If we suggested to him that making a documentary was stressful, he liked to quote WWII allied fighter pilots at us “If you think that is stress try being a rookie pilot with a Messerschmitt on your tail.” Fair enough.

To Tim those young fighter pilots were absolute heroes. Many were elderly men when he later met them and there was nothing, he wouldn’t do for them. He truly loved their company and they his.

Reid and Sir Tim in 2011.

In 1995 he asked Melanie if she would film a special event he was putting on.

“It was the 50th anniversary of VE Day and  the government refused to pay for any commemorations. Tim wasn’t happy about that so he organised a massive air show at the Wigram airbase in Christchurch. He put on a bus from every RSA in the South Island and all the old pilots and soldiers turned up – I remember about 1 pm in the afternoon one of Tim’s sons told me that $80,000 had been spent on the bar already. Tim paid. It was his way of thanking those men for what they had done for New Zealand. He was one of the most generous, kind people I have ever met.”

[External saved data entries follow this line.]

//! Durable vacancy collections keyed by posting URL.

mod json;
mod memory;

use std::path::PathBuf;

use crate::vacancy::{PersistedVacancy, Vacancy};

pub use json::JsonVacancyStore;
pub use memory::InMemoryVacancyStore;

/// Storage abstraction so the shell can run against the JSON file or an
/// in-memory collection.
pub trait VacancyStore {
    /// Replaces the entry sharing the vacancy's URL in place, or appends.
    fn add_or_update(&self, vacancy: &Vacancy) -> Result<(), StoreError>;
    /// Returns stored vacancies in storage order, optionally filtered.
    fn list(&self, predicate: Option<&dyn Fn(&Vacancy) -> bool>)
        -> Result<Vec<Vacancy>, StoreError>;
    /// Removes every matching entry; `true` when anything was removed.
    fn delete(&self, identifier: &VacancyIdentifier) -> Result<bool, StoreError>;
}

/// Selects the entries removed by [`VacancyStore::delete`].
#[derive(Debug, Clone, PartialEq, Eq)]
pub enum VacancyIdentifier {
    Url(String),
    Title(String),
    /// Free-form text typed by a user: matches either the URL or the title.
    UrlOrTitle(String),
}

impl VacancyIdentifier {
    pub(crate) fn matches(&self, url: Option<&str>, title: Option<&str>) -> bool {
        match self {
            VacancyIdentifier::Url(value) => url == Some(value.as_str()),
            VacancyIdentifier::Title(value) => title == Some(value.as_str()),
            VacancyIdentifier::UrlOrTitle(value) => {
                url == Some(value.as_str()) || title == Some(value.as_str())
            }
        }
    }

    pub(crate) fn matches_entry(&self, entry: &PersistedVacancy) -> bool {
        self.matches(Some(&entry.url), Some(&entry.title))
    }
}

impl From<&Vacancy> for VacancyIdentifier {
    fn from(vacancy: &Vacancy) -> Self {
        VacancyIdentifier::Url(vacancy.url().to_string())
    }
}

/// Error enumeration for store failures.
#[derive(Debug, thiserror::Error)]
pub enum StoreError {
    #[error("failed to access vacancy store {path}: {source}")]
    Io {
        path: PathBuf,
        #[source]
        source: std::io::Error,
    },
    #[error("failed to serialize vacancies: {0}")]
    Serialize(#[from] serde_json::Error),
    #[error("store unavailable: {0}")]
    Unavailable(String),
}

Tim Wallis was appointed a Knight Bachelor in the 1994 New Year Honours, for services to deer farming, export and the community. But unknown to most people he initially turned the honour down. He found the idea of being called Sir, embarrassing. He was talked into accepting it by his friends and family.

When Melanie asked him in an interview if his knighthood changed anything he replied; “It hasn’t affected the family at all, we’re still the same. I didn’t go up a grade in cars or anything, I’ve kept my old Holden.”

In Jan 1996 Tim crashed his Spitfire on take-off from Wānaka. He was given a 10 percent chance of recovering from his coma. Just like those young fighter pilots he admired so much he beat the odds.

A few weeks ago, Melanie went to visit Tim and his wife Lady Prue in Wānaka. Tim greeted her with his usual big smile, and they discussed Russia and the documentary. It was her chance to say goodbye.

“He had a huge influence on my life. If ever things get tough, I think of him. He influenced a lot of people’s lives - whether he knew this or not, I’m not really sure.

“For those of us lucky enough to have spent time with him, we will have lasting memories of great times, wild times, mad times - some unbelievable – but whatever the adventure you were on with him, it was always one hell of an experience. Unforgettable, just like Tim himself.”